Exercise requirements:
A single number is the answer: how many lines of the data hold "else"?

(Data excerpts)
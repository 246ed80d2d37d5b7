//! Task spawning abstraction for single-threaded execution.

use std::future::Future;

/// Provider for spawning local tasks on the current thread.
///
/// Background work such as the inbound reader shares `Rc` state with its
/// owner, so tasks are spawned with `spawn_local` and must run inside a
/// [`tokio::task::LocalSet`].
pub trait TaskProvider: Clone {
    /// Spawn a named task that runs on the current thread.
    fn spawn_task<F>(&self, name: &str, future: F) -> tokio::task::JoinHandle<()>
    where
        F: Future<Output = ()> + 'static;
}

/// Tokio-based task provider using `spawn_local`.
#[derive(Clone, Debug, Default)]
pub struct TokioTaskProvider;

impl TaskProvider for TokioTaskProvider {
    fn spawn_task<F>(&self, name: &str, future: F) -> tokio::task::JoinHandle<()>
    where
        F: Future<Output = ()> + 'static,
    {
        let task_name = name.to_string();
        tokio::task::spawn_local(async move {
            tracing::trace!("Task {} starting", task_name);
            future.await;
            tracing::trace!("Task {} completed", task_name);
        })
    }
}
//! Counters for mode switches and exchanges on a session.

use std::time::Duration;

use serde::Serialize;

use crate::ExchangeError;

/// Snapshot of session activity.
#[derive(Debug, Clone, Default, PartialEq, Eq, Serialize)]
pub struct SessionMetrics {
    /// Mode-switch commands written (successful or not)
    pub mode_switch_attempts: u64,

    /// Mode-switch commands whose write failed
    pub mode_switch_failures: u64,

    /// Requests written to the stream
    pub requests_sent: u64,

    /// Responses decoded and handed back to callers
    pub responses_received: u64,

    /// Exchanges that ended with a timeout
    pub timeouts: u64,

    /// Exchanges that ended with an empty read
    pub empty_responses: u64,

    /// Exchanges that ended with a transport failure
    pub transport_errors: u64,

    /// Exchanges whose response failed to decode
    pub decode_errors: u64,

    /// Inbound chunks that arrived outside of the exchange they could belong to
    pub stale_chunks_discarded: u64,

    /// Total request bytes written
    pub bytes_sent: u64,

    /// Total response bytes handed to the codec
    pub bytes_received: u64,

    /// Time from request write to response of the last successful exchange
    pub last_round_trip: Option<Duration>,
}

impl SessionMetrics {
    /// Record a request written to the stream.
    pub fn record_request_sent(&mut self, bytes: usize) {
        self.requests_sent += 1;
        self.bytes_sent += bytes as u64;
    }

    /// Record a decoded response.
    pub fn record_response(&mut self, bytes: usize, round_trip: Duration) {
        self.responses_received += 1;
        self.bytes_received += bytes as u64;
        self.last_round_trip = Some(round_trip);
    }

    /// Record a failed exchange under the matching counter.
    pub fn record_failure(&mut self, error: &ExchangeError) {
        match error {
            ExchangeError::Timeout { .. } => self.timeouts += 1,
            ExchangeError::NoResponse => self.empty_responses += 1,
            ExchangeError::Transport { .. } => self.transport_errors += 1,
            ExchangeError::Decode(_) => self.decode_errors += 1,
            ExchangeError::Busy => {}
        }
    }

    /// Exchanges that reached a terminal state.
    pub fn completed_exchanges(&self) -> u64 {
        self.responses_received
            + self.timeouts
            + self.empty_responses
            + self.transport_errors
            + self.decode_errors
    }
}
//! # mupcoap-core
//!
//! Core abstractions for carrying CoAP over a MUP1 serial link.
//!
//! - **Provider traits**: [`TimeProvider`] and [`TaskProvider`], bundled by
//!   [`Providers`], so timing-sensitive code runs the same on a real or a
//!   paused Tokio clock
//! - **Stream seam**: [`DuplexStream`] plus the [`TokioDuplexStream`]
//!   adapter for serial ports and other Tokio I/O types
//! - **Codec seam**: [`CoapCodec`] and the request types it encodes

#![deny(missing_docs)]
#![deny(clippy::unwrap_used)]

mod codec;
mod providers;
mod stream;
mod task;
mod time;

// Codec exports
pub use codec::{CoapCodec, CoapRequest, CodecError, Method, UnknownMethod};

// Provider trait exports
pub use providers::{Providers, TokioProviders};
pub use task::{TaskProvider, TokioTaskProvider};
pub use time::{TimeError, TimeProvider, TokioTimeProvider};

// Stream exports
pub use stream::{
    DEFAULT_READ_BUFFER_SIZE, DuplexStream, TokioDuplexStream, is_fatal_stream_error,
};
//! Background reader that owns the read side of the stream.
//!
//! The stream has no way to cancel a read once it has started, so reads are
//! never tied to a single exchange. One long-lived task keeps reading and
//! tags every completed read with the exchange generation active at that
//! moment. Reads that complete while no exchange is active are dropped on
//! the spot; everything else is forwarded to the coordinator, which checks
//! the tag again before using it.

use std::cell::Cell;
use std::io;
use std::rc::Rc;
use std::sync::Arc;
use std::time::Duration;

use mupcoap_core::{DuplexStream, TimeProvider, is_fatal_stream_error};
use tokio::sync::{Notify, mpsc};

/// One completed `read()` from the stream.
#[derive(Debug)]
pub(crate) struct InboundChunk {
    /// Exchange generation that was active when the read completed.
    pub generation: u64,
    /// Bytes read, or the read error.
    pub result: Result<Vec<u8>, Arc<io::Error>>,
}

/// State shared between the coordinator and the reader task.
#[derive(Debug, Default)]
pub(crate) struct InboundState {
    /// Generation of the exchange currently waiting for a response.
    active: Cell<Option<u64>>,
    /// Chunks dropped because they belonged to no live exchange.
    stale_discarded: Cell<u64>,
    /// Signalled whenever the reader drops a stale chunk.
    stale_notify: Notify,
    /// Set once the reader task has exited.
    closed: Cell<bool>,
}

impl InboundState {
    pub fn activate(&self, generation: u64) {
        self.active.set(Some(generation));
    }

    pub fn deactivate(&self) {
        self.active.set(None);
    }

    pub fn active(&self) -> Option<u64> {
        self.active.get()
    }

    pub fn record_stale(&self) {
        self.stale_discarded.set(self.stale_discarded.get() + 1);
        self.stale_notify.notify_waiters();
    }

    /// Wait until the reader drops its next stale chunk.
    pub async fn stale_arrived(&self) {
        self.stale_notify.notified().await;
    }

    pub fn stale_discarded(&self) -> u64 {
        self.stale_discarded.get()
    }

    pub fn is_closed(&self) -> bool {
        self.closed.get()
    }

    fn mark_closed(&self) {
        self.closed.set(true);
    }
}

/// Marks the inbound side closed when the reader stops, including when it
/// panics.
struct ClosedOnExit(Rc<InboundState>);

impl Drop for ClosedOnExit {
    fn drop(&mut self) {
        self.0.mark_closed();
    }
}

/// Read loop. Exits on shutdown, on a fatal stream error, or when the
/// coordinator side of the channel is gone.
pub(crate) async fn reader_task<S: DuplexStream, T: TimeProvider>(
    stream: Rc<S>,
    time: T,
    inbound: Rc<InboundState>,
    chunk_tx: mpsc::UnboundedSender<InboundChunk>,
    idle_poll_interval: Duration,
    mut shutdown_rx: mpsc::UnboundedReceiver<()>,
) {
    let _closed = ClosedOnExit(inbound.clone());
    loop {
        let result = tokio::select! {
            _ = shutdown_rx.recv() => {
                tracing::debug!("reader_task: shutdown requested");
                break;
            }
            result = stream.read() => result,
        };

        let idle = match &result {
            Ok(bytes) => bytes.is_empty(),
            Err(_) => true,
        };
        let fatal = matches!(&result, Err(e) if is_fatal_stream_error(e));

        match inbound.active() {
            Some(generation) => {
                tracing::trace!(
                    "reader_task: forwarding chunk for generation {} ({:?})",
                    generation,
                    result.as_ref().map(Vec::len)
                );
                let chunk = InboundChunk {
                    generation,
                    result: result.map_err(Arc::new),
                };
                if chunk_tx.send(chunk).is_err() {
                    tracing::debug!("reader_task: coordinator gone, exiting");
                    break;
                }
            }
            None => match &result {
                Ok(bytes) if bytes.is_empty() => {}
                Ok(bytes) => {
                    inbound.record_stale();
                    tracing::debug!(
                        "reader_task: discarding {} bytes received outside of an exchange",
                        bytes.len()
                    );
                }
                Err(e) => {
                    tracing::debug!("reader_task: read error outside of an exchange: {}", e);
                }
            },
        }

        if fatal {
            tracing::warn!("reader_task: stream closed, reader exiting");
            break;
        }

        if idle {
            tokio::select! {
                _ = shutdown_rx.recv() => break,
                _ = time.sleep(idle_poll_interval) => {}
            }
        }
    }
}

--

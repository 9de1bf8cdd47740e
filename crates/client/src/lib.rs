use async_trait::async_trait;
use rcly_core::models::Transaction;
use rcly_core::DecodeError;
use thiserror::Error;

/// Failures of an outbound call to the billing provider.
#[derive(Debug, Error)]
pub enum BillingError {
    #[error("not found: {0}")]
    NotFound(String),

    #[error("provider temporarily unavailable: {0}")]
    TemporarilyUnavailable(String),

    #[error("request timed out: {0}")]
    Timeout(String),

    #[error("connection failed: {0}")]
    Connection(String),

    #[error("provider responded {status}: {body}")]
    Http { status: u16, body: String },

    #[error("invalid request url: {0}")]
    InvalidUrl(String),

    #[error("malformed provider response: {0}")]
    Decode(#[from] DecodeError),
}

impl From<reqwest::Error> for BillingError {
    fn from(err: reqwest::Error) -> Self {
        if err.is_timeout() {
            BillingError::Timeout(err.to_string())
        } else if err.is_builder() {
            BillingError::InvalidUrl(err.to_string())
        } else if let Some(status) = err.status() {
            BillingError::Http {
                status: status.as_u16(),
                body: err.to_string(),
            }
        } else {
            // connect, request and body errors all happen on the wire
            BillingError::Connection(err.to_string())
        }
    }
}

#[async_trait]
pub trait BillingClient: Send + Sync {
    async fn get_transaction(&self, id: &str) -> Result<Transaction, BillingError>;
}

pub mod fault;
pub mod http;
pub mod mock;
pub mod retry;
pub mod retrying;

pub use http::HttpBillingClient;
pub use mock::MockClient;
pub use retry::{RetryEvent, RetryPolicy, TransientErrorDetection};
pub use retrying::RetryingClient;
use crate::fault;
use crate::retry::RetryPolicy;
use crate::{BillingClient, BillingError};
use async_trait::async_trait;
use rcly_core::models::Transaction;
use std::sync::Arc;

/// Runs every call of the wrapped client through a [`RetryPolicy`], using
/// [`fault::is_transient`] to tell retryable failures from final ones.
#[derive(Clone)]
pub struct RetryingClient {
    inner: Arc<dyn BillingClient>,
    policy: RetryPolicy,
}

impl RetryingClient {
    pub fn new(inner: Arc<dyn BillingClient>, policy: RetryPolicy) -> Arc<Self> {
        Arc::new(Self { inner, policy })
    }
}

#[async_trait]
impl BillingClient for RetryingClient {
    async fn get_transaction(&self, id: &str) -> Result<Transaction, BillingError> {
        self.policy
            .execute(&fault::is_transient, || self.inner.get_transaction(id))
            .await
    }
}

Response to the exercise:
4